Protein secondary structure is the three dimensional form of local


segments of proteins. The two most common secondary structural
elements are alpha helices and beta sheets, though beta turns and omega
loops occur as well. Secondary structure elements typically
spontaneously form as an intermediate before the protein folds into its
three dimensional tertiary structure.
Secondary structure is formally defined by the pattern of hydrogen
bonds between the amino hydrogen and carboxyl oxygen atoms in the
peptide backbone. Secondary structure may alternatively be defined
based on the regular pattern of backbone dihedral angles in a particular
region of the Ramachandran plot regardless of whether it has the correct
hydrogen bonds.
Types of Secondary Proteins

The most common secondary structures are alpha helices and beta


sheets. Other helices, such as the 310 helix and π helix, are calculated to
have energetically favorable hydrogen-bonding patterns but are rarely
observed in natural proteins except at the ends of α helices due to
unfavorable backbone packing in the center of the helix. Other extended
structures such as the polyproline helix and alpha sheet are rare in native
state proteins but are often hypothesized as important protein
folding intermediates. Tight turns and loose, flexible loops link the more
"regular" secondary structure elements. The random coil is not a true
secondary structure, but is the class of conformations that indicate an
absence of regular secondary structure.
Amino acids vary in their ability to form the various secondary structure
elements. Proline and glycine are sometimes known as "helix breakers"
because they disrupt the regularity of the α helical backbone
conformation; however, both have unusual conformational abilities and
are commonly found in turns. Amino acids that prefer to
adopt helical conformations in proteins
include methionine, alanine, leucine, glutamate and lysine ; by contrast,
the large aromatic residues (tryptophan, tyrosine and phenylalanine) and
Cβ-branched amino acids (isoleucine, valine, and threonine) prefer to
adopt β-strand conformations. However, these preferences are not strong
enough to produce a reliable method of predicting secondary structure
from sequence alone.
Protein tertiary structure

Protein tertiary structure is the three dimensional shape of a protein.

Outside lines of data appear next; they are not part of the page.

//! Table formatting helpers for CLI output.

use comfy_table::{ContentArrangement, Table};

a3s_forge_core::closed_enum! {
    /// Output format for listing commands.
    pub enum OutputFormat {
        Table => "table",
        Json => "json",
    }
}

/// Create a styled table with the given headers.
pub fn new_table(headers: &[&str]) -> Table {
    let mut table = Table::new();
    table.set_content_arrangement(ContentArrangement::Dynamic);
    table.load_preset(comfy_table::presets::NOTHING);
    table.set_header(headers);
    table
}

/// Shorten `s` to at most `max` characters, marking the cut with `...`.
pub fn truncate(s: &str, max: usize) -> String {
    if s.chars().count() <= max {
        return s.to_string();
    }
    let keep = max.saturating_sub(3);
    let mut out: String = s.chars().take(keep).collect();
    out.push_str("...");
    out
}

/// Render a value on one line, showing an escaped carriage return as `\r`.
///
/// Values never contain a line feed.
pub fn single_line(s: &str) -> String {
    s.replace('\r', "\\r")
}

/// Format a digest for display: algorithm prefix plus the first 12 hex chars.
pub fn short_digest(digest: &str) -> String {
    match digest.split_once(':') {
        Some((algo, hex)) => format!("{}:{}", algo, hex.chars().take(12).collect::<String>()),
        None => digest.chars().take(12).collect(),
    }
}

#[cfg(test)]
mod tests {
    use super::*;

    #[test]
    fn test_output_format_parse() {
        assert_eq!("json".parse::<OutputFormat>(), Ok(OutputFormat::Json));
        assert!("yaml".parse::<OutputFormat>().is_err());
    }

    #[test]
    fn test_truncate_short() {
        assert_eq!(truncate("echo hi", 20), "echo hi");
    }

    #[test]
    fn test_truncate_long() {
        assert_eq!(truncate("apt-get install -y curl", 10), "apt-get...");
    }

    #[test]
    fn test_truncate_multibyte() {
        assert_eq!(truncate("ééééé", 4), "é...");
    }

    #[test]
    fn test_single_line() {
        assert_eq!(single_line("echo hi"), "echo hi");
        assert_eq!(single_line("a\rb"), "a\\rb");
    }

    #[test]
    fn test_single_line_escaped_carriage_return() {
        let def = a3s_forge_core::Definition::parse("FROM a\nRUN printf x\\\ry\n").unwrap();
        assert_eq!(single_line(def.commands()[1].value()), "printf x\\ry");
    }

    #[test]
    fn test_short_digest() {
        assert_eq!(
            short_digest("sha256:0123456789abcdef0123"),
            "sha256:0123456789ab"
        );
        assert_eq!(short_digest("abc"), "abc");
    }

    #[test]
    fn test_short_digest_multibyte() {
        assert_eq!(short_digest("ééééééééééééé"), "éééééééééééé");
        assert_eq!(short_digest("k:ééééééééééééé"), "k:éééééééééééé");
    }

    #[test]
    fn test_new_table_renders_headers() {
        let table = new_table(&["STEP", "KIND"]);
        let rendered = table.to_string();
        assert!(rendered.contains("STEP"));
        assert!(rendered.contains("KIND"));
    }
}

The tertiary structure will have a single polypeptide chain "backbone"
with one or more protein secondary structures, the protein
domains. Amino acid side chains may interact and bond in a number of
ways. The interactions and bonds of side chains within a particular
protein determine its tertiary structure. The protein tertiary structure is
defined by its atomic coordinates. These coordinates may refer either to
a protein domain or to the entire tertiary structure. A number of tertiary
structures may fold into a quaternary structure
Protein quaternary structure

Protein quaternary structure is the fourth (and highest) classification


level of protein structure. Protein quaternary structure refers to the
structure of proteins which are themselves composed of two or more
smaller protein chains (also referred to as subunits). Protein quaternary
structure describes the number and arrangement of
multiple folded protein subunits in a multi-subunit complex. In contrast
to the first three levels of protein structure, not all proteins will have a
quaternary structure since some proteins function as single units. Protein
quaternary structure can also refer to biomolecular complexes of
proteins with nucleic acids and other cofactors.